**Exercise objective:**
Once you have read the entries below, write them all out again exactly.

**Supplied material:**
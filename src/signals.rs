use crate::config::UndecidedSignalPolicy;
use crate::models::{RawSignal, Signal};
use thiserror::Error;

#[derive(Debug, Error, PartialEq, Eq)]
pub enum SignalError {
    #[error("strategy returned {signals} signals for {bars} price bars")]
    LengthMismatch { bars: usize, signals: usize },
}

/// Forward-fill undecided entries from the last decision; entries before any decision
/// take the policy's default.
pub fn resolve_signals(raw: &[RawSignal], policy: UndecidedSignalPolicy) -> Vec<Signal> {
    let default_signal = match policy {
        UndecidedSignalPolicy::Long => Signal::Long,
        UndecidedSignalPolicy::Flat => Signal::Flat,
    };

    let mut last: Option<Signal> = None;
    raw.iter()
        .map(|entry| {
            if let Some(signal) = entry {
                last = Some(*signal);
            }
            last.unwrap_or(default_signal)
        })
        .collect()
}

/// Resolve a strategy's output, rejecting series that do not line up with the bars.
pub fn resolve_aligned(
    raw: &[RawSignal],
    bar_count: usize,
    policy: UndecidedSignalPolicy,
) -> Result<Vec<Signal>, SignalError> {
    if raw.len() != bar_count {
        return Err(SignalError::LengthMismatch {
            bars: bar_count,
            signals: raw.len(),
        });
    }
    Ok(resolve_signals(raw, policy))
}

/// Number of Flat/Long state changes, counting an initial Long as an entry.
pub fn count_transitions(signals: &[Signal]) -> usize {
    let mut previous = Signal::Flat;
    let mut transitions = 0;
    for signal in signals {
        if *signal != previous {
            transitions += 1;
            previous = *signal;
        }
    }
    transitions
}

#[cfg(test)]
mod tests {
    use super::*;
    use Signal::{Flat, Long};

    #[test]
    fn leading_undecided_defaults_to_long() {
        let raw = vec![None, None, Some(Flat), None, Some(Long), None];
        let resolved = resolve_signals(&raw, UndecidedSignalPolicy::Long);
        assert_eq!(resolved, vec![Long, Long, Flat, Flat, Long, Long]);
    }

    #[test]
    fn flat_policy_keeps_leading_entries_out_of_the_market() {
        let raw = vec![None, None, Some(Long), None];
        let resolved = resolve_signals(&raw, UndecidedSignalPolicy::Flat);
        assert_eq!(resolved, vec![Flat, Flat, Long, Long]);
    }

    #[test]
    fn misaligned_series_is_rejected() {
        let raw = vec![Some(Long); 3];
        let error = resolve_aligned(&raw, 4, UndecidedSignalPolicy::Long).unwrap_err();
        assert_eq!(error, SignalError::LengthMismatch { bars: 4, signals: 3 });
    }

    #[test]
    fn counts_entries_and_exits() {
        assert_eq!(count_transitions(&[Flat, Flat]), 0);
        assert_eq!(count_transitions(&[Long, Flat, Long]), 3);
        assert_eq!(count_transitions(&[Flat, Long, Long, Flat]), 2);
    }
}
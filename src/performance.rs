use crate::models::Signal;
use statrs::statistics::Statistics;

/// Daily bars per year used to annualize the risk-adjusted ratio.
pub const TRADING_DAYS_PER_YEAR: f64 = 252.0;

/// Net result as a percentage of the principal.
pub fn return_rate(total_return: f64, principal: f64) -> f64 {
    if principal > 0.0 {
        total_return / principal * 100.0
    } else {
        0.0
    }
}

/// Bar-over-bar fractional change of a price series. The first element is 0, as is any
/// change measured from a zero price.
pub fn pct_change(prices: &[f64]) -> Vec<f64> {
    if prices.is_empty() {
        return Vec::new();
    }

    let mut changes = Vec::with_capacity(prices.len());
    changes.push(0.0);
    changes.extend(prices.windows(2).map(|window| {
        let previous = window[0];
        let current = window[1];
        if previous != 0.0 && previous.is_finite() && current.is_finite() {
            (current - previous) / previous
        } else {
            0.0
        }
    }));
    changes
}

/// Strategy return per bar: a bar's price change only counts when the previous bar's
/// signal was Long.
pub fn strategy_daily_returns(prices: &[f64], signals: &[Signal]) -> Vec<f64> {
    let changes = pct_change(prices);
    changes
        .iter()
        .enumerate()
        .map(|(index, change)| {
            if index == 0 {
                return 0.0;
            }
            let exposure = signals
                .get(index - 1)
                .map(|signal| signal.exposure())
                .unwrap_or(0.0);
            change * exposure
        })
        .collect()
}

/// Annualized mean/std ratio of a daily return series (no risk-free offset).
/// Returns 0 when the sample standard deviation is zero or undefined.
pub fn annualized_ratio(returns: &[f64]) -> f64 {
    if returns.len() < 2 {
        return 0.0;
    }

    let mean_return = returns.mean();
    let std_dev = returns.std_dev();

    if !std_dev.is_finite() || std_dev <= 0.0 || !mean_return.is_finite() {
        return 0.0;
    }

    mean_return / std_dev * TRADING_DAYS_PER_YEAR.sqrt()
}

/// Risk-adjusted ratio of a signal series applied to closes.
pub fn signal_sharpe_ratio(prices: &[f64], signals: &[Signal]) -> f64 {
    annualized_ratio(&strategy_daily_returns(prices, signals))
}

**Your solution:**
filename src/signals.rs
use crate::config::UndecidedSignalPolicy;
use crate::models::{RawSignal, Signal};
use thiserror::Error;

#[derive(Debug, Error, PartialEq, Eq)]
pub enum SignalError {
    #[error("strategy returned {signals} signals for {bars} price bars")]
    LengthMismatch { bars: usize, signals: usize },
}

/// Forward-fill undecided entries from the last decision; entries before any decision
/// take the policy's default.
pub fn resolve_signals(raw: &[RawSignal], policy: UndecidedSignalPolicy) -> Vec<Signal> {
    let default_signal = match policy {
        UndecidedSignalPolicy::Long => Signal::Long,
        UndecidedSignalPolicy::Flat => Signal::Flat,
    };

    let mut last: Option<Signal> = None;
    raw.iter()
        .map(|entry| {
            if let Some(signal) = entry {
                last = Some(*signal);
            }
            last.unwrap_or(default_signal)
        })
        .collect()
}

/// Resolve a strategy's output, rejecting series that do not line up with the bars.
pub fn resolve_aligned(
    raw: &[RawSignal],
    bar_count: usize,
    policy: UndecidedSignalPolicy,
) -> Result<Vec<Signal>, SignalError> {
    if raw.len() != bar_count {
        return Err(SignalError::LengthMismatch {
            bars: bar_count,
            signals: raw.len(),
        });
    }
    Ok(resolve_signals(raw, policy))
}

/// Number of Flat/Long state changes, counting an initial Long as an entry.
pub fn count_transitions(signals: &[Signal]) -> usize {
    let mut previous = Signal::Flat;
    let mut transitions = 0;
    for signal in signals {
        if *signal != previous {
            transitions += 1;
            previous = *signal;
        }
    }
    transitions
}

#[cfg(test)]
mod tests {
    use super::*;
    use Signal::{Flat, Long};

    #[test]
    fn leading_undecided_defaults_to_long() {
        let raw = vec![None, None, Some(Flat), None, Some(Long), None];
        let resolved = resolve_signals(&raw, UndecidedSignalPolicy::Long);
        assert_eq!(resolved, vec![Long, Long, Flat, Flat, Long, Long]);
    }

    #[test]
    fn flat_policy_keeps_leading_entries_out_of_the_market() {
        let raw = vec![None, None, Some(Long), None];
        let resolved = resolve_signals(&raw, UndecidedSignalPolicy::Flat);
        assert_eq!(resolved, vec![Flat, Flat, Long, Long]);
    }

    #[test]
    fn misaligned_series_is_rejected() {
        let raw = vec![Some(Long); 3];
        let error = resolve_aligned(&raw, 4, UndecidedSignalPolicy::Long).unwrap_err();
        assert_eq!(error, SignalError::LengthMismatch { bars: 4, signals: 3 });
    }

    #[test]
    fn counts_entries_and_exits() {
        assert_eq!(count_transitions(&[Flat, Flat]), 0);
        assert_eq!(count_transitions(&[Long, Flat, Long]), 3);
        assert_eq!(count_transitions(&[Flat, Long, Long, Flat]), 2);
    }
}
filename src/performance.rs
use crate::models::Signal;
use statrs::statistics::Statistics;

/// Daily bars per year used to annualize the risk-adjusted ratio.
pub const TRADING_DAYS_PER_YEAR: f64 = 252.0;

/// Net result as a percentage of the principal.
pub fn return_rate(total_return: f64, principal: f64) -> f64 {
    if principal > 0.0 {
        total_return / principal * 100.0
    } else {
        0.0
    }
}

/// Bar-over-bar fractional change of a price series. The first element is 0, as is any
/// change measured from a zero price.
pub fn pct_change(prices: &[f64]) -> Vec<f64> {
    if prices.is_empty() {
        return Vec::new();
    }

    let mut changes = Vec::with_capacity(prices.len());
    changes.push(0.0);
    changes.extend(prices.windows(2).map(|window| {
        let previous = window[0];
        let current = window[1];
        if previous != 0.0 && previous.is_finite() && current.is_finite() {
            (current - previous) / previous
        } else {
            0.0
        }
    }));
    changes
}

/// Strategy return per bar: a bar's price change only counts when the previous bar's
/// signal was Long.
pub fn strategy_daily_returns(prices: &[f64], signals: &[Signal]) -> Vec<f64> {
    let changes = pct_change(prices);
    changes
        .iter()
        .enumerate()
        .map(|(index, change)| {
            if index == 0 {
                return 0.0;
            }
            let exposure = signals
                .get(index - 1)
                .map(|signal| signal.exposure())
                .unwrap_or(0.0);
            change * exposure
        })
        .collect()
}

/// Annualized mean/std ratio of a daily return series (no risk-free offset).
/// Returns 0 when the sample standard deviation is zero or undefined.
pub fn annualized_ratio(returns: &[f64]) -> f64 {
    if returns.len() < 2 {
        return 0.0;
    }

    let mean_return = returns.mean();
    let std_dev = returns.std_dev();

    if !std_dev.is_finite() || std_dev <= 0.0 || !mean_return.is_finite() {
        return 0.0;
    }

    mean_return / std_dev * TRADING_DAYS_PER_YEAR.sqrt()
}

/// Risk-adjusted ratio of a signal series applied to closes.
pub fn signal_sharpe_ratio(prices: &[f64], signals: &[Signal]) -> f64 {
    annualized_ratio(&strategy_daily_returns(prices, signals))
}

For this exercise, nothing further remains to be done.